→ **INFORMATION SUPPLIED**
◆ ◆ ◆

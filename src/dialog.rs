// Confirmation and notification collaborator
// Modal prompts gate state-changing actions; notices are fire-and-forget toasts

#[derive(Debug, Clone, Copy, PartialEq, Eq)]
pub enum DialogKind {
    Success,
    Error,
    Warning,
    Info,
}

/// Modal confirmation prompt
#[derive(Debug, Clone, PartialEq, Eq)]
pub struct Prompt {
    pub title: String,
    pub message: Option<String>,
    pub kind: DialogKind,
    pub confirmLabel: String,
    pub cancelLabel: String,
}

/// Non-blocking result notification
#[derive(Debug, Clone, PartialEq, Eq)]
pub struct Notice {
    pub title: String,
    pub message: Option<String>,
    pub kind: DialogKind,
}

impl Notice {
    pub fn new(title: &str, message: Option<&str>, kind: DialogKind) -> Self {
        Self {
            title: title.to_string(),
            message: message.map(str::to_string),
            kind,
        }
    }
}

#[allow(async_fn_in_trait)]
pub trait Dialogs {
    /// Resolves to true when the user accepts, false on cancel or dismiss
    async fn confirm(&self, prompt: &Prompt) -> bool;

    fn notify(&self, notice: &Notice);
}

impl<D: Dialogs> Dialogs for &D {
    async fn confirm(&self, prompt: &Prompt) -> bool {
        (**self).confirm(prompt).await
    }

    fn notify(&self, notice: &Notice) {
        (**self).notify(notice)
    }
}

/// Dialogs without a UI: answers every prompt the same way and logs notices
#[derive(Debug, Clone, Copy)]
pub struct HeadlessDialogs {
    pub accept: bool,
}

impl HeadlessDialogs {
    pub fn accepting() -> Self {
        Self { accept: true }
    }

    pub fn rejecting() -> Self {
        Self { accept: false }
    }
}

impl Dialogs for HeadlessDialogs {
    async fn confirm(&self, prompt: &Prompt) -> bool {
        tracing::debug!("[HeadlessDialogs::confirm] '{}' -> {}", prompt.title, self.accept);
        self.accept
    }

    fn notify(&self, notice: &Notice) {
        match notice.kind {
            DialogKind::Error => tracing::warn!("[notify] {}: {}", notice.title, notice.message.as_deref().unwrap_or("")),
            _ => tracing::info!("[notify] {}: {}", notice.title, notice.message.as_deref().unwrap_or("")),
        }
    }
}

// ============================================
// PROMPTS AND NOTICES
// ============================================

pub fn togglePrompt(completed: bool) -> Prompt {
    Prompt {
        title: if completed {
            "Are you sure you want to mark this task as incomplete?".to_string()
        } else {
            "Are you sure you want to mark this task as completed?".to_string()
        },
        message: None,
        kind: DialogKind::Warning,
        confirmLabel: if completed { "Mark as Incomplete" } else { "Mark as Completed" }.to_string(),
        cancelLabel: "Cancel".to_string(),
    }
}

pub fn toggledNotice(wasCompleted: bool) -> Notice {
    let title = if wasCompleted { "Task marked as incomplete!" } else { "Task marked as completed!" };
    Notice::new(title, None, DialogKind::Success)
}

pub fn editPrompt() -> Prompt {
    Prompt {
        title: "Are you sure?".to_string(),
        message: Some("Once edited, the changes will be applied.".to_string()),
        kind: DialogKind::Info,
        confirmLabel: "Yes, edit it!".to_string(),
        cancelLabel: "No, cancel!".to_string(),
    }
}

pub fn deletePrompt() -> Prompt {
    Prompt {
        title: "Are you sure?".to_string(),
        message: Some("Once deleted, you will not be able to recover this task!".to_string()),
        kind: DialogKind::Warning,
        confirmLabel: "Yes, delete it!".to_string(),
        cancelLabel: "No, cancel!".to_string(),
    }
}

pub fn addedNotice() -> Notice {
    Notice::new("Good job!", Some("You've successfully added a new task!"), DialogKind::Success)
}

pub fn emptyTaskNotice() -> Notice {
    Notice::new("Error!", Some("Task cannot be empty."), DialogKind::Error)
}

pub fn editedNotice() -> Notice {
    Notice::new("Edited!", Some("Your task has been updated."), DialogKind::Success)
}

pub fn deletedNotice() -> Notice {
    Notice::new("Deleted!", Some("Your task has been deleted."), DialogKind::Success)
}

pub fn storageErrorNotice(message: &str) -> Notice {
    Notice::new("Error!", Some(message), DialogKind::Error)
}

#[cfg(test)]
mod tests {
    use super::*;

    #[test]
    fn test_toggle_prompt_follows_state() {
        let p = togglePrompt(false);
        assert!(p.title.contains("completed"));
        assert_eq!(p.confirmLabel, "Mark as Completed");

        let p = togglePrompt(true);
        assert!(p.title.contains("incomplete"));
        assert_eq!(p.confirmLabel, "Mark as Incomplete");
        assert_eq!(p.kind, DialogKind::Warning);
    }

    #[tokio::test]
    async fn test_headless_dialogs_answer() {
        assert!(HeadlessDialogs::accepting().confirm(&deletePrompt()).await);
        assert!(!HeadlessDialogs::rejecting().confirm(&editPrompt()).await);
    }
}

◆ ◆ ◆

→ **TASK BRIEF**
Nothing is to be left out when the listing is copied, and every line must match exactly.

→ **ANSWER TO THIS PROBLEM**
filename src/dialog.rs
// Confirmation and notification collaborator
// Modal prompts gate state-changing actions; notices are fire-and-forget toasts

#[derive(Debug, Clone, Copy, PartialEq, Eq)]
pub enum DialogKind {
    Success,
    Error,
    Warning,
    Info,
}

/// Modal confirmation prompt
#[derive(Debug, Clone, PartialEq, Eq)]
pub struct Prompt {
    pub title: String,
    pub message: Option<String>,
    pub kind: DialogKind,
    pub confirmLabel: String,
    pub cancelLabel: String,
}

/// Non-blocking result notification
#[derive(Debug, Clone, PartialEq, Eq)]
pub struct Notice {
    pub title: String,
    pub message: Option<String>,
    pub kind: DialogKind,
}

impl Notice {
    pub fn new(title: &str, message: Option<&str>, kind: DialogKind) -> Self {
        Self {
            title: title.to_string(),
            message: message.map(str::to_string),
            kind,
        }
    }
}

#[allow(async_fn_in_trait)]
pub trait Dialogs {
    /// Resolves to true when the user accepts, false on cancel or dismiss
    async fn confirm(&self, prompt: &Prompt) -> bool;

    fn notify(&self, notice: &Notice);
}

impl<D: Dialogs> Dialogs for &D {
    async fn confirm(&self, prompt: &Prompt) -> bool {
        (**self).confirm(prompt).await
    }

    fn notify(&self, notice: &Notice) {
        (**self).notify(notice)
    }
}

/// Dialogs without a UI: answers every prompt the same way and logs notices
#[derive(Debug, Clone, Copy)]
pub struct HeadlessDialogs {
    pub accept: bool,
}

impl HeadlessDialogs {
    pub fn accepting() -> Self {
        Self { accept: true }
    }

    pub fn rejecting() -> Self {
        Self { accept: false }
    }
}

impl Dialogs for HeadlessDialogs {
    async fn confirm(&self, prompt: &Prompt) -> bool {
        tracing::debug!("[HeadlessDialogs::confirm] '{}' -> {}", prompt.title, self.accept);
        self.accept
    }

    fn notify(&self, notice: &Notice) {
        match notice.kind {
            DialogKind::Error => tracing::warn!("[notify] {}: {}", notice.title, notice.message.as_deref().unwrap_or("")),
            _ => tracing::info!("[notify] {}: {}", notice.title, notice.message.as_deref().unwrap_or("")),
        }
    }
}

// ============================================
// PROMPTS AND NOTICES
// ============================================

pub fn togglePrompt(completed: bool) -> Prompt {
    Prompt {
        title: if completed {
            "Are you sure you want to mark this task as incomplete?".to_string()
        } else {
            "Are you sure you want to mark this task as completed?".to_string()
        },
        message: None,
        kind: DialogKind::Warning,
        confirmLabel: if completed { "Mark as Incomplete" } else { "Mark as Completed" }.to_string(),
        cancelLabel: "Cancel".to_string(),
    }
}

pub fn toggledNotice(wasCompleted: bool) -> Notice {
    let title = if wasCompleted { "Task marked as incomplete!" } else { "Task marked as completed!" };
    Notice::new(title, None, DialogKind::Success)
}

pub fn editPrompt() -> Prompt {
    Prompt {
        title: "Are you sure?".to_string(),
        message: Some("Once edited, the changes will be applied.".to_string()),
        kind: DialogKind::Info,
        confirmLabel: "Yes, edit it!".to_string(),
        cancelLabel: "No, cancel!".to_string(),
    }
}

pub fn deletePrompt() -> Prompt {
    Prompt {
        title: "Are you sure?".to_string(),
        message: Some("Once deleted, you will not be able to recover this task!".to_string()),
        kind: DialogKind::Warning,
        confirmLabel: "Yes, delete it!".to_string(),
        cancelLabel: "No, cancel!".to_string(),
    }
}

pub fn addedNotice() -> Notice {
    Notice::new("Good job!", Some("You've successfully added a new task!"), DialogKind::Success)
}

pub fn emptyTaskNotice() -> Notice {
    Notice::new("Error!", Some("Task cannot be empty."), DialogKind::Error)
}

pub fn editedNotice() -> Notice {
    Notice::new("Edited!", Some("Your task has been updated."), DialogKind::Success)
}

pub fn deletedNotice() -> Notice {
    Notice::new("Deleted!", Some("Your task has been deleted."), DialogKind::Success)
}

pub fn storageErrorNotice(message: &str) -> Notice {
    Notice::new("Error!", Some(message), DialogKind::Error)
}

#[cfg(test)]
mod tests {
    use super::*;

    #[test]
    fn test_toggle_prompt_follows_state() {
        let p = togglePrompt(false);
        assert!(p.title.contains("completed"));
        assert_eq!(p.confirmLabel, "Mark as Completed");

        let p = togglePrompt(true);
        assert!(p.title.contains("incomplete"));
        assert_eq!(p.confirmLabel, "Mark as Incomplete");
        assert_eq!(p.kind, DialogKind::Warning);
    }

    #[tokio::test]
    async fn test_headless_dialogs_answer() {
        assert!(HeadlessDialogs::accepting().confirm(&deletePrompt()).await);
        assert!(!HeadlessDialogs::rejecting().confirm(&editPrompt()).await);
    }
}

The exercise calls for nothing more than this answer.